*Work required*
Read through the entries below and copy each line where "enumerate" turns up.

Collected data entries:

━━━━━━━━

//! Storage infrastructure: configuration file persistence.
//!
//! The `config` sub-module reads and writes the seat configuration and device
//! map documents as JSON files in one directory.

pub mod config;

pub use config::{ConfigStore, StoreError};
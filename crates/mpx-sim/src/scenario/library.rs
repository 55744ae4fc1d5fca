//! Built-in scenarios, runnable by name from the control CLI.

use mpx_core::{ErrorKind, GrabMode, Rect};

use super::{Expectation, Scenario, Step};
use crate::virtual_device::VirtualDevice;

/// Two pointers on two seats move two independent cursors.
pub fn basic_dual_pointer() -> Scenario {
    Scenario::new(
        "basic_dual_pointer",
        "Two mice on two seats move independent cursors",
        vec![
            Step::create_seat("aux"),
            Step::connect(VirtualDevice::pointer("mouse1", "Virtual Mouse 1"), "seat0"),
            Step::connect(VirtualDevice::pointer("mouse2", "Virtual Mouse 2"), "aux"),
            Step::Expect(Expectation::SeatCount(2)),
            Step::move_to("mouse1", 100.0, 100.0),
            Step::move_to("mouse2", 500.0, 500.0),
            Step::expect_cursor("seat0", 100.0, 100.0),
            Step::expect_cursor("aux", 500.0, 500.0),
            Step::move_by("mouse1", 50.0, 0.0),
            Step::expect_cursor("seat0", 150.0, 100.0),
            Step::expect_cursor("aux", 500.0, 500.0),
        ],
    )
}

/// A lock on one seat leaves the other seat free.
pub fn grab_isolation() -> Scenario {
    Scenario::new(
        "grab_isolation",
        "A pointer lock on seat0 does not affect aux",
        vec![
            Step::create_seat("aux"),
            Step::connect(VirtualDevice::pointer("mouse1", "Virtual Mouse 1"), "seat0"),
            Step::connect(VirtualDevice::pointer("mouse2", "Virtual Mouse 2"), "aux"),
            Step::window("game", "Game", 0, 0, 1920, 1080),
            Step::grab("game", "seat0", GrabMode::PointerLock),
            Step::expect_grabbed("seat0", true),
            Step::expect_grabbed("aux", false),
            Step::move_to("mouse2", 960.0, 540.0),
            Step::expect_cursor("aux", 960.0, 540.0),
            Step::expect_fails(
                Step::grab("launcher", "seat0", GrabMode::PointerConfine),
                ErrorKind::AlreadyGrabbedError,
            ),
            Step::grab("game", "aux", GrabMode::PointerConfine),
            Step::expect_grabbed("aux", true),
            Step::DestroyWindow { id: "game".into() },
            Step::expect_grabbed("seat0", false),
            Step::expect_grabbed("aux", false),
        ],
    )
}

/// Devices come and go; a disconnected device routes nowhere.
pub fn device_hotplug() -> Scenario {
    let hotplug = || VirtualDevice::pointer("mouse_hotplug", "Hotplug Mouse");
    Scenario::new(
        "device_hotplug",
        "A device is connected, disconnected and reconnected",
        vec![
            Step::create_seat("aux"),
            Step::connect(hotplug(), "seat0"),
            Step::Expect(Expectation::DeviceConnected {
                device: "mouse_hotplug".into(),
                connected: true,
            }),
            Step::Expect(Expectation::DeviceSeat {
                device: "mouse_hotplug".into(),
                seat: Some("seat0".into()),
            }),
            Step::DisconnectDevice {
                device: "mouse_hotplug".into(),
            },
            Step::Expect(Expectation::DeviceConnected {
                device: "mouse_hotplug".into(),
                connected: false,
            }),
            Step::Expect(Expectation::DeviceSeat {
                device: "mouse_hotplug".into(),
                seat: None,
            }),
            Step::expect_fails(
                Step::move_by("mouse_hotplug", 5.0, 5.0),
                ErrorKind::UnknownDeviceError,
            ),
            Step::connect(hotplug(), "aux"),
            Step::Expect(Expectation::DeviceSeat {
                device: "mouse_hotplug".into(),
                seat: Some("aux".into()),
            }),
            Step::move_by("mouse_hotplug", 5.0, 5.0),
            Step::expect_cursor("aux", 5.0, 5.0),
        ],
    )
}

/// Motion under a pointer lock leaves the cursor where it was.
pub fn lock_freezes_cursor() -> Scenario {
    Scenario::new(
        "lock_freezes_cursor",
        "The cursor stays put while locked and moves again after release",
        vec![
            Step::connect(VirtualDevice::pointer("mouse1", "Virtual Mouse 1"), "seat0"),
            Step::move_to("mouse1", 300.0, 300.0),
            Step::grab("game", "seat0", GrabMode::PointerLock),
            Step::move_by("mouse1", 500.0, -200.0),
            Step::move_by("mouse1", -80.0, 40.0),
            Step::expect_cursor("seat0", 300.0, 300.0),
            Step::Release {
                seat: "seat0".into(),
            },
            Step::expect_grabbed("seat0", false),
            Step::move_by("mouse1", 10.0, 10.0),
            Step::expect_cursor("seat0", 310.0, 310.0),
        ],
    )
}

/// A confine keeps the cursor inside its region.
pub fn confine_clamps_cursor() -> Scenario {
    let region = Rect::new(100, 100, 400, 300);
    Scenario::new(
        "confine_clamps_cursor",
        "A confined cursor cannot leave its region",
        vec![
            Step::connect(VirtualDevice::pointer("mouse1", "Virtual Mouse 1"), "seat0"),
            Step::window("editor", "Editor", 100, 100, 400, 300),
            Step::move_to("mouse1", 200.0, 200.0),
            Step::Confine {
                client: "editor".into(),
                seat: "seat0".into(),
                region,
            },
            Step::move_by("mouse1", 1000.0, 1000.0),
            Step::expect_cursor("seat0", 499.0, 399.0),
            Step::move_by("mouse1", -5000.0, 0.0),
            Step::expect_cursor("seat0", 100.0, 399.0),
            Step::DisconnectClient {
                client: "editor".into(),
            },
            Step::move_by("mouse1", 5000.0, 5000.0),
            Step::expect_cursor("seat0", 1919.0, 1079.0),
        ],
    )
}

/// Each seat tracks its own pointer and keyboard focus.
pub fn focus_follows_pointer() -> Scenario {
    let pointer_focus = |seat: &str, window: Option<&str>| {
        Step::Expect(Expectation::PointerFocus {
            seat: seat.into(),
            window: window.map(String::from),
        })
    };
    let keyboard_focus = |seat: &str, window: Option<&str>| {
        Step::Expect(Expectation::KeyboardFocus {
            seat: seat.into(),
            window: window.map(String::from),
        })
    };

    Scenario::new(
        "focus_follows_pointer",
        "Pointer focus follows each cursor; a click moves that seat's keyboard focus",
        vec![
            Step::create_seat("aux"),
            Step::connect(VirtualDevice::pointer("mouse1", "Virtual Mouse 1"), "seat0"),
            Step::connect(VirtualDevice::pointer("mouse2", "Virtual Mouse 2"), "aux"),
            Step::connect(VirtualDevice::keyboard("keyboard1", "Virtual Keyboard 1"), "seat0"),
            Step::connect(VirtualDevice::keyboard("keyboard2", "Virtual Keyboard 2"), "aux"),
            Step::window("term", "Terminal", 0, 0, 800, 600),
            Step::window("web", "Browser", 1000, 0, 800, 600),
            Step::move_to("mouse1", 100.0, 100.0),
            Step::move_to("mouse2", 1100.0, 100.0),
            pointer_focus("seat0", Some("term")),
            pointer_focus("aux", Some("web")),
            Step::click("mouse2"),
            keyboard_focus("aux", Some("web")),
            keyboard_focus("seat0", None),
            Step::Key {
                device: "keyboard2".into(),
                key: 30,
                pressed: true,
            },
            Step::move_to("mouse1", 900.0, 100.0),
            pointer_focus("seat0", None),
            keyboard_focus("aux", Some("web")),
        ],
    )
}

pub fn all() -> Vec<Scenario> {
    vec![
        basic_dual_pointer(),
        grab_isolation(),
        device_hotplug(),
        lock_freezes_cursor(),
        confine_clamps_cursor(),
        focus_follows_pointer(),
    ]
}

pub fn by_name(name: &str) -> Option<Scenario> {
    all().into_iter().find(|s| s.name == name)
}

#[cfg(test)]
mod tests {
    use super::*;

    #[test]
    fn test_names_are_unique_and_resolvable() {
        let scenarios = all();
        for scenario in &scenarios {
            assert_eq!(by_name(&scenario.name).as_ref(), Some(scenario));
        }
        let mut names: Vec<_> = scenarios.iter().map(|s| s.name.as_str()).collect();
        names.dedup();
        assert_eq!(names.len(), scenarios.len());
        assert!(by_name("nope").is_none());
    }
}
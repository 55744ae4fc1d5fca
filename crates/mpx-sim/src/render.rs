//! ASCII snapshot of the virtual display.

use crate::compositor::VirtualCompositor;

/// Cursor glyphs, assigned to seats in creation order and reused cyclically.
pub const CURSOR_GLYPHS: [char; 5] = ['@', '*', 'X', 'O', '+'];

const BORDER_CORNER: char = '+';
const BORDER_HORIZONTAL: char = '-';
const BORDER_VERTICAL: char = '|';
const WINDOW_GRABBED: char = '#';
const WINDOW_PLAIN: char = '.';

/// A character grid whose border cells are write-protected once drawn.
struct Canvas {
    cells: Vec<Vec<char>>,
    width: usize,
    height: usize,
}

impl Canvas {
    fn new(width: usize, height: usize) -> Self {
        let mut cells = vec![vec![' '; width]; height];
        for x in 0..width {
            cells[0][x] = BORDER_HORIZONTAL;
            cells[height - 1][x] = BORDER_HORIZONTAL;
        }
        for row in cells.iter_mut() {
            row[0] = BORDER_VERTICAL;
            row[width - 1] = BORDER_VERTICAL;
        }
        for (y, x) in [(0, 0), (0, width - 1), (height - 1, 0), (height - 1, width - 1)] {
            cells[y][x] = BORDER_CORNER;
        }
        Self {
            cells,
            width,
            height,
        }
    }

    /// Writes `c` if `(x, y)` is inside the border.
    fn put(&mut self, x: usize, y: usize, c: char) {
        if (1..self.width - 1).contains(&x) && (1..self.height - 1).contains(&y) {
            self.cells[y][x] = c;
        }
    }

    /// Maps a scaled coordinate onto the interior, `1..=limit - 2`.
    fn interior(value: f64, limit: usize) -> usize {
        (value as i64).clamp(1, limit as i64 - 2) as usize
    }

    fn into_lines(self) -> Vec<String> {
        self.cells
            .into_iter()
            .map(|row| row.into_iter().collect())
            .collect()
    }
}

impl VirtualCompositor {
    /// Renders the display as a `width`×`height` character grid followed by a
    /// `Cursors:` legend line.
    ///
    /// Windows are drawn bottom to top as outlines (`#` when the window holds
    /// a grab, `.` otherwise) with their title on the first inner row.  Seat
    /// cursors are drawn last, in seat creation order.  Grids smaller than
    /// 3×3 are enlarged to 3×3.
    pub fn render_ascii(&self, width: usize, height: usize) -> String {
        let width = width.max(3);
        let height = height.max(3);
        let display = self.display();
        let scale_x = width as f64 / display.width.max(1) as f64;
        let scale_y = height as f64 / display.height.max(1) as f64;
        let mut canvas = Canvas::new(width, height);

        for window in self.windows() {
            let rect = window.rect();
            let x1 = Canvas::interior(f64::from(rect.x) * scale_x, width);
            let y1 = Canvas::interior(f64::from(rect.y) * scale_y, height);
            let x2 = Canvas::interior(rect.right() as f64 * scale_x, width);
            let y2 = Canvas::interior(rect.bottom() as f64 * scale_y, height);
            let glyph = if self.window_grab(window.id()).is_some() {
                WINDOW_GRABBED
            } else {
                WINDOW_PLAIN
            };

            for x in x1..x2 {
                canvas.put(x, y1, glyph);
                canvas.put(x, y2 - 1, glyph);
            }
            for y in y1..y2 {
                canvas.put(x1, y, glyph);
                canvas.put(x2 - 1, y, glyph);
            }
            let room = (x2 - x1).saturating_sub(2);
            for (i, c) in window.title().chars().take(room).enumerate() {
                canvas.put(x1 + 1 + i, y1 + 1, c);
            }
        }

        let mut legend = vec!["Cursors:".to_string()];
        for (i, seat) in self.manager().list_seats().enumerate() {
            let glyph = CURSOR_GLYPHS[i % CURSOR_GLYPHS.len()];
            let cursor = seat.cursor();
            canvas.put(
                Canvas::interior(cursor.x * scale_x, width),
                Canvas::interior(cursor.y * scale_y, height),
                glyph,
            );
            let grabbed = if seat.is_pointer_grabbed() {
                "[GRABBED]"
            } else {
                ""
            };
            legend.push(format!("{glyph}={}{grabbed}", seat.name()));
        }

        let mut lines = canvas.into_lines();
        lines.push(legend.join(" "));
        lines.join("\n")
    }
}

━━━━━━━━

*Answer to this task*
            for (i, c) in window.title().chars().take(room).enumerate() {
        for (i, seat) in self.manager().list_seats().enumerate() {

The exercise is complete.